Had me sold at Avus.


----------



## CA57WAY (Apr 7, 2021)

tt2be said:


> Just had a look at the TTRS....simply out of budget. :-(


Do you have kids?


----------



## tt2be (Apr 8, 2021)

No kids...but I do have a mortgage.


----------



## kevin#34 (Jan 8, 2019)

do another mortgage for the RS... :lol:


----------



## CA57WAY (Apr 7, 2021)

kevin#34 said:


> do another mortgage for the RS... :lol:


I was going to say sell the kids. :lol:


----------



## Toshiba (Jul 8, 2004)

kevin#34 said:


> do another mortgage for the RS... :lol:


Not worth the extra money, you're better off with an S....


----------



## kevin#34 (Jan 8, 2019)

alternatively.. :lol:



CA57WAY said:


> I was going to say sell the kids. :lol:


----------



## CA57WAY (Apr 7, 2021)

kevin#34 said:


> alternatively.. :lol:
> 
> 
> 
> ...


 :lol:


----------



## 237tonybates (Jan 26, 2013)

Holmefield said:


> So here's to 2 questions folks.
> 
> 1. Have a 65 plate TT, S line, will the face-lift 2019 TT S line rear bumper fit physically OK? But just needs some tweaking with the location tabs.
> 
> ...


1 when I did one it was a direct fit .you will need the diffuser also 
2 the brackets across the top that holds the t shape crash sensor was different however the sensors is the same .

Sent from my SM-G973F using Tapatalk


----------



## Holmefield (Oct 4, 2020)

237tonybates said:


> Holmefield said:
> 
> 
> > So here's to 2 questions folks.
> ...


Cheers bud...


----------



## Blue lightning (Jan 9, 2021)

So can someone say does the 2019+ TTS bumber fit to 2015 TTS without modification if I have all the parts of the picture?


----------



## 237tonybates (Jan 26, 2013)

I'd say its a yes 

Sent from my SM-G973F using Tapatalk


----------



## Blue lightning (Jan 9, 2021)

Thanks for the confirmation.
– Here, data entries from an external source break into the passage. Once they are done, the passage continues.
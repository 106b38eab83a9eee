use super::contain_2d::turn;
use super::{Isometry2, Point2, EPSILON};
use std::f64::consts::TAU;

/// Signed area of a closed polygon in the plane (shoelace formula).
///
/// Positive for counter-clockwise, negative for clockwise.
#[must_use]
pub fn signed_area(poly: &[Point2]) -> f64 {
    let n = poly.len();
    let mut a = 0.0;
    for i in 0..n {
        let j = (i + 1) % n;
        a += poly[i].x * poly[j].y - poly[j].x * poly[i].y;
    }
    a / 2.0
}

/// Tests counter-clockwise orientation via the signed area (zero-area
/// polygons count as counter-clockwise).
#[inline]
#[must_use]
pub fn is_ccw(poly: &[Point2]) -> bool {
    signed_area(poly) >= 0.0
}

/// Counter-clockwise test for a polygon already known to be convex: the
/// first turn whose magnitude exceeds [`EPSILON`] decides. All-collinear
/// input counts as counter-clockwise.
#[must_use]
pub fn is_convex_ccw(poly: &[Point2]) -> bool {
    let n = poly.len();
    if n < 3 {
        return true;
    }
    for i in 0..n {
        let z = turn(poly[i], poly[(i + 1) % n], poly[(i + 2) % n]);
        if z < -EPSILON {
            return true;
        }
        if z > EPSILON {
            return false;
        }
    }
    true
}

/// Reverses vertex order in place if the polygon is not counter-clockwise.
pub fn make_ccw(poly: &mut [Point2]) {
    if !is_ccw(poly) {
        poly.reverse();
    }
}

/// Reverses vertex order in place if the convex polygon is not
/// counter-clockwise, using the cheaper [`is_convex_ccw`] test.
pub fn make_convex_ccw(poly: &mut [Point2]) {
    if !is_convex_ccw(poly) {
        poly.reverse();
    }
}

/// Convexity test for a simple polygon.
///
/// Polygons with three or fewer vertices are convex by convention.
/// Otherwise the turn classification of the first vertex triple (left, or
/// within [`EPSILON`] of collinear) must be matched by every subsequent
/// triple.
#[must_use]
pub fn is_convex(poly: &[Point2]) -> bool {
    let n = poly.len();
    if n <= 3 {
        return true;
    }

    let first = turn(poly[0], poly[1], poly[2]) <= EPSILON;
    for i in 1..n {
        if first != (turn(poly[i], poly[(i + 1) % n], poly[(i + 2) % n]) <= EPSILON) {
            return false;
        }
    }
    true
}

/// Axis-aligned bounding box of a polygon as a min/max corner pair.
/// At least one vertex is required.
#[must_use]
pub fn bounding_box(poly: &[Point2]) -> (Point2, Point2) {
    let mut min = poly[0];
    let mut max = poly[0];

    for p in &poly[1..] {
        if p.x < min.x {
            min.x = p.x;
        } else if p.x > max.x {
            max.x = p.x;
        }
        if p.y < min.y {
            min.y = p.y;
        } else if p.y > max.y {
            max.y = p.y;
        }
    }
    (min, max)
}

/// Vertex average of a polygon. At least one vertex is required.
#[must_use]
#[allow(clippy::cast_precision_loss)]
pub fn centroid(poly: &[Point2]) -> Point2 {
    let mut c = Point2::new(0.0, 0.0);
    for p in poly {
        c.x += p.x;
        c.y += p.y;
    }
    let n = poly.len() as f64;
    Point2::new(c.x / n, c.y / n)
}

/// Fan triangulation of a convex polygon with `n` vertices: triangles
/// `(0, i + 1, i + 2)` for `i` in `0..n - 2`. Returns an empty list for
/// fewer than three vertices.
#[must_use]
pub fn triangulate_convex_fan(n: usize) -> Vec<[usize; 3]> {
    (0..n.saturating_sub(2)).map(|i| [0, i + 1, i + 2]).collect()
}

/// The three triangle corners as a polygon vertex list.
#[inline]
#[must_use]
pub fn triangle_as_polygon(a: Point2, b: Point2, c: Point2) -> [Point2; 3] {
    [a, b, c]
}

/// The four corners of an axis-aligned box as a counter-clockwise polygon.
#[inline]
#[must_use]
pub fn aabox_as_polygon(min: Point2, max: Point2) -> [Point2; 4] {
    [
        Point2::new(min.x, min.y),
        Point2::new(max.x, min.y),
        Point2::new(max.x, max.y),
        Point2::new(min.x, max.y),
    ]
}

/// Four corners as a polygon vertex list.
#[inline]
#[must_use]
pub fn quad_as_polygon(a: Point2, b: Point2, c: Point2, d: Point2) -> [Point2; 4] {
    [a, b, c, d]
}

/// Regular `n`-gon inscribed in the circle around `center`, starting at
/// angle zero and proceeding counter-clockwise.
///
/// Built by incremental rotation: one sine/cosine pair total, not one per
/// vertex.
#[must_use]
#[allow(clippy::cast_precision_loss)]
pub fn circle_as_polygon(center: Point2, r: f64, n: usize) -> Vec<Point2> {
    let theta = TAU / n as f64;
    let (sin_theta, cos_theta) = theta.sin_cos();
    let mut x = 1.0;
    let mut y = 0.0;

    let mut poly = Vec::with_capacity(n);
    for _ in 0..n {
        poly.push(Point2::new(center.x + r * x, center.y + r * y));
        let tmp = x;
        x = cos_theta * tmp - sin_theta * y;
        y = sin_theta * tmp + cos_theta * y;
    }
    poly
}

/// Index of the first vertex within distance `dtol` of `p`, if any.
#[must_use]
pub fn find_vertex(p: Point2, poly: &[Point2], dtol: f64) -> Option<usize> {
    poly.iter().position(|v| {
        let dx = v.x - p.x;
        let dy = v.y - p.y;
        dx * dx + dy * dy <= dtol * dtol
    })
}

/// Index of the edge whose endpoints match `a`-`b` within distance `dtol`,
/// if any. Both traversal directions are accepted; the returned index is
/// always the edge's lower vertex index in polygon order.
#[must_use]
pub fn find_edge(a: Point2, b: Point2, poly: &[Point2], dtol: f64) -> Option<usize> {
    let n = poly.len();
    let close = |v: Point2, p: Point2| {
        let dx = v.x - p.x;
        let dy = v.y - p.y;
        dx * dx + dy * dy <= dtol * dtol
    };

    for i in 0..n {
        if close(poly[i], a) {
            let j = (i + 1) % n;
            if close(poly[j], b) {
                return Some(i);
            }
            let j = (n + i - 1) % n;
            if close(poly[j], b) {
                return Some(j);
            }
        }
    }
    None
}

/// Tests whether the two polygons share an edge within distance `dtol`.
#[must_use]
pub fn have_common_edge(poly1: &[Point2], poly2: &[Point2], dtol: f64) -> bool {
    let n1 = poly1.len();
    for i in 0..n1 {
        let j = (i + 1) % n1;
        if find_edge(poly1[i], poly1[j], poly2, dtol).is_some() {
            return true;
        }
    }
    false
}

/// Applies a rigid transformation to every vertex in place.
pub fn apply_isometry(iso: &Isometry2, poly: &mut [Point2]) {
    for p in poly {
        *p = iso.transform_point(p);
    }
}

#[cfg(test)]
mod tests {
    use super::*;
    use approx::assert_relative_eq;

    const TOL: f64 = 1e-10;

    fn ccw_square() -> Vec<Point2> {
        vec![
            Point2::new(0.0, 0.0),
            Point2::new(1.0, 0.0),
            Point2::new(1.0, 1.0),
            Point2::new(0.0, 1.0),
        ]
    }

    #[test]
    fn signed_area_unit_square() {
        assert_relative_eq!(signed_area(&ccw_square()), 1.0, epsilon = TOL);
    }

    #[test]
    fn signed_area_flips_with_orientation() {
        let mut sq = ccw_square();
        let a = signed_area(&sq);
        sq.reverse();
        assert_relative_eq!(signed_area(&sq), -a, epsilon = TOL);
    }

    #[test]
    fn orientation_duality() {
        let mut sq = ccw_square();
        assert!(is_ccw(&sq));
        sq.reverse();
        assert!(!is_ccw(&sq));
    }

    #[test]
    fn make_ccw_normalizes() {
        let mut sq = ccw_square();
        sq.reverse();
        make_ccw(&mut sq);
        assert!(is_ccw(&sq));
        assert_relative_eq!(signed_area(&sq), 1.0, epsilon = TOL);
    }

    #[test]
    fn convex_ccw_fast_path() {
        let mut sq = ccw_square();
        assert!(is_convex_ccw(&sq));
        sq.reverse();
        assert!(!is_convex_ccw(&sq));
        make_convex_ccw(&mut sq);
        assert!(is_convex_ccw(&sq));
    }

    #[test]
    fn regular_ngons_are_convex() {
        for n in [3_usize, 5, 8, 17] {
            let poly = circle_as_polygon(Point2::new(2.0, -1.0), 1.5, n);
            assert_eq!(poly.len(), n);
            assert!(is_convex(&poly), "n={n}");
            assert!(is_ccw(&poly), "n={n}");
        }
    }

    #[test]
    fn reflex_vertex_breaks_convexity() {
        let mut poly = circle_as_polygon(Point2::new(0.0, 0.0), 1.0, 8);
        // Pull one vertex toward the center past the opposite chord.
        poly[3] = Point2::new(0.1, 0.0);
        assert!(!is_convex(&poly));
    }

    #[test]
    fn degenerate_polygons_are_convex() {
        assert!(is_convex(&[]));
        assert!(is_convex(&[Point2::new(0.0, 0.0), Point2::new(1.0, 0.0)]));
    }

    #[test]
    fn bounding_box_square() {
        let (min, max) = bounding_box(&ccw_square());
        assert!(min.x.abs() < TOL && min.y.abs() < TOL);
        assert!((max.x - 1.0).abs() < TOL && (max.y - 1.0).abs() < TOL);
    }

    #[test]
    fn centroid_of_regular_ngon_is_center() {
        let c = Point2::new(3.0, -2.0);
        let poly = circle_as_polygon(c, 2.0, 12);
        let g = centroid(&poly);
        assert_relative_eq!(g.x, c.x, epsilon = 1e-9);
        assert_relative_eq!(g.y, c.y, epsilon = 1e-9);
    }

    #[test]
    fn convex_fan_counts() {
        assert!(triangulate_convex_fan(2).is_empty());
        assert_eq!(triangulate_convex_fan(3), vec![[0, 1, 2]]);
        assert_eq!(triangulate_convex_fan(5).len(), 3);
    }

    #[test]
    fn fan_area_matches_polygon_area() {
        let poly = circle_as_polygon(Point2::new(0.0, 0.0), 1.0, 9);
        let total: f64 = triangulate_convex_fan(poly.len())
            .iter()
            .map(|t| signed_area(&[poly[t[0]], poly[t[1]], poly[t[2]]]).abs())
            .sum();
        assert_relative_eq!(total, signed_area(&poly), epsilon = 1e-9);
    }

    #[test]
    fn aabox_polygon_is_ccw() {
        let poly = aabox_as_polygon(Point2::new(0.0, 0.0), Point2::new(2.0, 1.0));
        assert!(is_ccw(&poly));
        assert_relative_eq!(signed_area(&poly), 2.0, epsilon = TOL);
    }

    #[test]
    fn vertex_and_edge_matching() {
        let sq = ccw_square();
        assert_eq!(find_vertex(Point2::new(1.0, 1.0), &sq, 1e-6), Some(2));
        assert_eq!(find_vertex(Point2::new(0.5, 0.5), &sq, 1e-6), None);

        // Forward and reversed edge direction both match.
        assert_eq!(
            find_edge(Point2::new(1.0, 0.0), Point2::new(1.0, 1.0), &sq, 1e-6),
            Some(1)
        );
        assert_eq!(
            find_edge(Point2::new(1.0, 1.0), Point2::new(1.0, 0.0), &sq, 1e-6),
            Some(1)
        );
        assert_eq!(
            find_edge(Point2::new(0.0, 0.0), Point2::new(1.0, 1.0), &sq, 1e-6),
            None
        );
    }

    #[test]
    fn common_edge_between_adjacent_squares() {
        let a = ccw_square();
        let b: Vec<Point2> = ccw_square()
            .iter()
            .map(|p| Point2::new(p.x + 1.0, p.y))
            .collect();
        assert!(have_common_edge(&a, &b, 1e-6));

        let c: Vec<Point2> = ccw_square()
            .iter()
            .map(|p| Point2::new(p.x + 3.0, p.y))
            .collect();
        assert!(!have_common_edge(&a, &c, 1e-6));
    }

    #[test]
    fn isometry_preserves_shape() {
        let mut poly = ccw_square();
        let iso = Isometry2::new(nalgebra::Vector2::new(2.0, -1.0), std::f64::consts::FRAC_PI_2);
        apply_isometry(&iso, &mut poly);
        assert_relative_eq!(signed_area(&poly), 1.0, epsilon = TOL);
        let (min, max) = bounding_box(&poly);
        assert_relative_eq!(max.x - min.x, 1.0, epsilon = TOL);
        assert_relative_eq!(max.y - min.y, 1.0, epsilon = TOL);
    }
}
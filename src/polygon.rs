//! Polygon entity with lazily derived, cached properties.
//!
//! A [`Polygon`] owns its vertex buffer and memoizes the expensive derived
//! views (bounding box, convexity, triangulation, triangle areas) behind
//! explicit fresh/stale cells. Two events drive invalidation: a *shape*
//! change (vertex positions or count changed) clears everything, a
//! *placement* change (rigid motion) clears only the bounding box. The
//! mutation API pairs each edit with the right event so callers cannot
//! forget to signal; the raw notification methods remain public for code
//! that mutates through [`vertices_mut`](Polygon::vertices_mut).
//!
//! Cached accessors take `&mut self`, which rules out concurrent reads
//! racing an invalidation at compile time. Distance and intersection
//! queries never touch the caches and borrow immutably.

use std::io::{Read, Write};

use rand::Rng;

use crate::grid::Grid;
use crate::math::{contain_2d, distance_2d, intersect_2d, polygon_2d, Isometry2, Point2, Vector2};
use crate::triangulation;
use crate::{io, Result};

/// A lazily computed value, recomputed on first access after invalidation.
#[derive(Clone, Debug)]
enum Cached<T> {
    Stale,
    Fresh(T),
}

impl<T> Default for Cached<T> {
    fn default() -> Self {
        Cached::Stale
    }
}

impl<T> Cached<T> {
    fn invalidate(&mut self) {
        *self = Cached::Stale;
    }

    fn is_stale(&self) -> bool {
        matches!(self, Cached::Stale)
    }
}

/// Per-triangle unsigned areas with the derived aggregates.
#[derive(Clone, Debug)]
struct TriangleAreas {
    per_triangle: Vec<f64>,
    total: f64,
    largest: usize,
}

/// A closed polygon over an ordered vertex sequence (the last vertex
/// connects implicitly to the first).
///
/// Fewer than three vertices is a degenerate polygon: convex by
/// convention, no triangles, zero area, and a zero bounding box at the
/// origin when empty.
#[derive(Clone, Debug, Default)]
pub struct Polygon {
    vertices: Vec<Point2>,
    bbox: Cached<(Point2, Point2)>,
    convex: Cached<bool>,
    triangles: Cached<Vec<[usize; 3]>>,
    areas: Cached<TriangleAreas>,
}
Then I won’t bother disassemble the original and test fit the new one before taking it to painter.


----------



## Blue lightning (Jan 9, 2021)

Swapped mine with Facelift grill and bumber. I also modded those side fake vents to be “real”.


----------



## Shavvy (7 mo ago)

237tonybates said:


> 1 when I did one it was a direct fit .you will need the diffuser also
> 2 the brackets across the top that holds the t shape crash sensor was different however the sensors is the same .
> 
> Sent from my SM-G973F using Tapatalk


Looking to put on a facelift tts front bumper onto my prefacekift 2016 Audi TT will it fit without tweaks?


----------